La basura se amontona a las puertas de un restaurante en el 218 de Grand Street.

Visitando la ciudad, conozco un ejemplo de esta evolución. Sam Chien regresó de Boston, dónde estudió Música en la cara y prestigiosa Berklee College of Music, para formarse como odontólogo y así empezar a trabajar en la clínica dental que su familia posee en el centro de Chinatown. Decidió seguir los pasos laborales de sus ascendientes por voluntad propia, al ver la dificultad de hallar una salida profesional en el complicado panorama musical. Ya en cuarto curso de la NYU College of Dentistry, realiza prácticas en la empresa familiar que tanto esfuerzo y sacrificio le costó conseguir a su familia, proveniente de Taiwán. Convive en un pequeño quinto piso de la calle Elizabeth —desordenado y caluroso— con su novia, también china, dedicada a la publicidad.

En Columbus Park los días pasan entre taichí y apuestas clandestinas de los vecinos, todos miembros de la comunidad asiática. Las cámaras y los forasteros no son bienvenidos entre el tumulto que se forma alrededor de la persona que dirige el juego y los participantes por cuyas manos fluye el dinero.

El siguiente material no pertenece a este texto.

//! HTML -> `Vec<FacultyEntry>`: parse, walk, normalize.

use facdir_core::{DirectoryConfig, FacultyEntry, Result};

use crate::document::parse_document;
use crate::heuristics::DepartmentMatcher;
use crate::normalize::normalize;
use crate::walker::Walker;

/// Extraction policy compiled from a [`DirectoryConfig`].
#[derive(Debug, Clone)]
pub struct Extractor {
    departments: DepartmentMatcher,
    sentinel: String,
    lookahead: usize,
}

impl Extractor {
    pub fn new(cfg: &DirectoryConfig) -> Result<Self> {
        Ok(Self {
            departments: DepartmentMatcher::new(&cfg.departments)?,
            sentinel: cfg.sentinel_department.clone(),
            lookahead: cfg.lookahead,
        })
    }

    /// Relative links resolve against `base_url` (normally the post-redirect URL).
    ///
    /// Pure: the same input always yields the same list. An empty list is a
    /// valid result, not an error.
    pub fn extract(&self, html: &str, base_url: Option<&str>) -> Result<Vec<FacultyEntry>> {
        let doc = parse_document(html, base_url)?;
        let walker = Walker::new(&self.departments, &self.sentinel, self.lookahead);
        let candidates = walker.extract(&doc);
        Ok(normalize(candidates, &self.departments, &self.sentinel))
    }
}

En Mulberry Street se puede comprar fruta asiática a muy buen precio.

La población neoyorquina ha aceptado en su núcleo urbano el gran despliegue de cultura asiática que convive en sus calles

Sam Chien realiza un tratamiento a uno de sus pacientes en la clínica dental Blue Sky.

En algunos aspectos, la de Chinatown sigue siendo una sociedad cerrada. La suciedad del entorno es proporcional al volumen de personas que habitan la zona. Los restaurantes —con diferentes niveles de salubridad— abundan como la basura amontonada sobre la acera. Los olores se mezclan. Los chorros de los desperdicios inundan la calzada mientras las paradas de alimentos a buen precio venden a gran ritmo. Chinatown es la zona de Nueva York más asequible en casi todos los aspectos. Fruta y pasteles para los bolsillos de las personas con menos poder adquisitivo de la ciudad. El barrio atrae para sus compras a gente de tres cuartas partes del territorio neoyorquino. Los restauradores ofrecen menús económicos; los empleados trabajan a destajo por la demanda incesante de comida barata. El resto de la ciudad es más costoso; los sueldos bajos hacen difícil repartir los recursos entre la subsistencia básica y la carísima vivienda. Todos van a Chinatown por obligación y por encanto.

Algunos empleados esperan a que los recojan en la puerta de sus establecimientos.

Desde la perspectiva del atardecer todo parece más lento y relajado, incluso este frenético barrio. Alejarse de Chinatown ayuda a reflexionar sobre la costumbre que tiene el ser humano de relacionarse y convivir siempre en los mismos metros cuadrados. Y sobre el movimiento contrario: la emigración, que nos lleva a dejar nuestras vidas para encaminarnos hacia otras en territorios lejanos, a establecer nuestra cultura en una latitud distinta. Algo que tiene que ver con el instinto de supervivencia y el miedo a perder la identidad, y que produce lugares tan singulares como la incomparable Chinatown.